*** Block opens ***

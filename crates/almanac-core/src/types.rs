use serde::{Deserialize, Serialize};

/// Repetition category of a calendar event.
///
/// Tokens are matched case-insensitively. An empty token means `None`; any
/// other unknown token is kept as `Unrecognized` so it can be passed back out
/// unchanged, and it never produces an occurrence.
#[derive(Debug, Clone, PartialEq, Eq, Hash, Default, Serialize, Deserialize)]
#[serde(from = "String", into = "String")]
pub enum RecurrenceKind {
    #[default]
    None,
    Daily,
    Weekly,
    Monthly,
    Yearly,
    Unrecognized(String),
}

impl RecurrenceKind {
    #[must_use]
    pub fn as_str(&self) -> &str {
        match self {
            Self::None => "none",
            Self::Daily => "daily",
            Self::Weekly => "weekly",
            Self::Monthly => "monthly",
            Self::Yearly => "yearly",
            Self::Unrecognized(token) => token,
        }
    }

    /// Returns `true` for every kind except `None`.
    ///
    /// Unrecognized kinds count as recurring: they go through the date walk
    /// and simply never match.
    #[must_use]
    pub const fn is_recurring(&self) -> bool {
        !matches!(self, Self::None)
    }
}

impl From<&str> for RecurrenceKind {
    fn from(token: &str) -> Self {
        let trimmed = token.trim();
        match trimmed.to_ascii_lowercase().as_str() {
            "" | "none" => Self::None,
            "daily" => Self::Daily,
            "weekly" => Self::Weekly,
            "monthly" => Self::Monthly,
            "yearly" => Self::Yearly,
            _ => Self::Unrecognized(trimmed.to_string()),
        }
    }
}

impl From<String> for RecurrenceKind {
    fn from(token: String) -> Self {
        Self::from(token.as_str())
    }
}

impl From<RecurrenceKind> for String {
    fn from(kind: RecurrenceKind) -> Self {
        match kind {
            RecurrenceKind::Unrecognized(token) => token,
            other => other.as_str().to_string(),
        }
    }
}

impl std::fmt::Display for RecurrenceKind {
    fn fmt(&self, f: &mut std::fmt::Formatter<'_>) -> std::fmt::Result {
        f.write_str(self.as_str())
    }
}

/// Event category used for styling and filtering by the rendering layer.
#[derive(Debug, Clone, PartialEq, Eq, Hash, Default, Serialize, Deserialize)]
#[serde(from = "String", into = "String")]
pub enum EventType {
    #[default]
    Meeting,
    Standup,
    AllHands,
    OneOnOne,
    Training,
    Interview,
    Holiday,
    Conference,
    Review,
    Planning,
    Appointment,
    Reminder,
    OutOfOffice,
    Other(String),
}

impl EventType {
    #[must_use]
    pub fn as_str(&self) -> &str {
        match self {
            Self::Meeting => "meeting",
            Self::Standup => "standup",
            Self::AllHands => "all-hands",
            Self::OneOnOne => "1:1",
            Self::Training => "training",
            Self::Interview => "interview",
            Self::Holiday => "holiday",
            Self::Conference => "conference",
            Self::Review => "review",
            Self::Planning => "planning",
            Self::Appointment => "appointment",
            Self::Reminder => "reminder",
            Self::OutOfOffice => "out-of-office",
            Self::Other(token) => token,
        }
    }
}

impl From<&str> for EventType {
    fn from(token: &str) -> Self {
        match token.trim().to_ascii_lowercase().as_str() {
            "" | "meeting" => Self::Meeting,
            "standup" => Self::Standup,
            "all-hands" | "allhands" => Self::AllHands,
            "1:1" | "one-on-one" | "oneonone" => Self::OneOnOne,
            "training" => Self::Training,
            "interview" => Self::Interview,
            "holiday" => Self::Holiday,
            "conference" => Self::Conference,
            "review" => Self::Review,
            "planning" => Self::Planning,
            "appointment" => Self::Appointment,
            "reminder" => Self::Reminder,
            "out-of-office" | "ooo" => Self::OutOfOffice,
            _ => Self::Other(token.to_string()),
        }
    }
}

impl From<String> for EventType {
    fn from(token: String) -> Self {
        Self::from(token.as_str())
    }
}

impl From<EventType> for String {
    fn from(event_type: EventType) -> Self {
        match event_type {
            EventType::Other(token) => token,
            other => other.as_str().to_string(),
        }
    }
}

impl std::fmt::Display for EventType {
    fn fmt(&self, f: &mut std::fmt::Formatter<'_>) -> std::fmt::Result {
        f.write_str(self.as_str())
    }
}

*** Block closes ***

# [How to complete this task]
What is needed is an exact, complete copy of the entries above.

# [Response to this exercise]
filename crates/almanac-core/src/types.rs
use serde::{Deserialize, Serialize};

/// Repetition category of a calendar event.
///
/// Tokens are matched case-insensitively. An empty token means `None`; any
/// other unknown token is kept as `Unrecognized` so it can be passed back out
/// unchanged, and it never produces an occurrence.
#[derive(Debug, Clone, PartialEq, Eq, Hash, Default, Serialize, Deserialize)]
#[serde(from = "String", into = "String")]
pub enum RecurrenceKind {
    #[default]
    None,
    Daily,
    Weekly,
    Monthly,
    Yearly,
    Unrecognized(String),
}

impl RecurrenceKind {
    #[must_use]
    pub fn as_str(&self) -> &str {
        match self {
            Self::None => "none",
            Self::Daily => "daily",
            Self::Weekly => "weekly",
            Self::Monthly => "monthly",
            Self::Yearly => "yearly",
            Self::Unrecognized(token) => token,
        }
    }

    /// Returns `true` for every kind except `None`.
    ///
    /// Unrecognized kinds count as recurring: they go through the date walk
    /// and simply never match.
    #[must_use]
    pub const fn is_recurring(&self) -> bool {
        !matches!(self, Self::None)
    }
}

impl From<&str> for RecurrenceKind {
    fn from(token: &str) -> Self {
        let trimmed = token.trim();
        match trimmed.to_ascii_lowercase().as_str() {
            "" | "none" => Self::None,
            "daily" => Self::Daily,
            "weekly" => Self::Weekly,
            "monthly" => Self::Monthly,
            "yearly" => Self::Yearly,
            _ => Self::Unrecognized(trimmed.to_string()),
        }
    }
}

impl From<String> for RecurrenceKind {
    fn from(token: String) -> Self {
        Self::from(token.as_str())
    }
}

impl From<RecurrenceKind> for String {
    fn from(kind: RecurrenceKind) -> Self {
        match kind {
            RecurrenceKind::Unrecognized(token) => token,
            other => other.as_str().to_string(),
        }
    }
}

impl std::fmt::Display for RecurrenceKind {
    fn fmt(&self, f: &mut std::fmt::Formatter<'_>) -> std::fmt::Result {
        f.write_str(self.as_str())
    }
}

/// Event category used for styling and filtering by the rendering layer.
#[derive(Debug, Clone, PartialEq, Eq, Hash, Default, Serialize, Deserialize)]
#[serde(from = "String", into = "String")]
pub enum EventType {
    #[default]
    Meeting,
    Standup,
    AllHands,
    OneOnOne,
    Training,
    Interview,
    Holiday,
    Conference,
    Review,
    Planning,
    Appointment,
    Reminder,
    OutOfOffice,
    Other(String),
}

impl EventType {
    #[must_use]
    pub fn as_str(&self) -> &str {
        match self {
            Self::Meeting => "meeting",
            Self::Standup => "standup",
            Self::AllHands => "all-hands",
            Self::OneOnOne => "1:1",
            Self::Training => "training",
            Self::Interview => "interview",
            Self::Holiday => "holiday",
            Self::Conference => "conference",
            Self::Review => "review",
            Self::Planning => "planning",
            Self::Appointment => "appointment",
            Self::Reminder => "reminder",
            Self::OutOfOffice => "out-of-office",
            Self::Other(token) => token,
        }
    }
}

impl From<&str> for EventType {
    fn from(token: &str) -> Self {
        match token.trim().to_ascii_lowercase().as_str() {
            "" | "meeting" => Self::Meeting,
            "standup" => Self::Standup,
            "all-hands" | "allhands" => Self::AllHands,
            "1:1" | "one-on-one" | "oneonone" => Self::OneOnOne,
            "training" => Self::Training,
            "interview" => Self::Interview,
            "holiday" => Self::Holiday,
            "conference" => Self::Conference,
            "review" => Self::Review,
            "planning" => Self::Planning,
            "appointment" => Self::Appointment,
            "reminder" => Self::Reminder,
            "out-of-office" | "ooo" => Self::OutOfOffice,
            _ => Self::Other(token.to_string()),
        }
    }
}

impl From<String> for EventType {
    fn from(token: String) -> Self {
        Self::from(token.as_str())
    }
}

impl From<EventType> for String {
    fn from(event_type: EventType) -> Self {
        match event_type {
            EventType::Other(token) => token,
            other => other.as_str().to_string(),
        }
    }
}

impl std::fmt::Display for EventType {
    fn fmt(&self, f: &mut std::fmt::Formatter<'_>) -> std::fmt::Result {
        f.write_str(self.as_str())
    }
}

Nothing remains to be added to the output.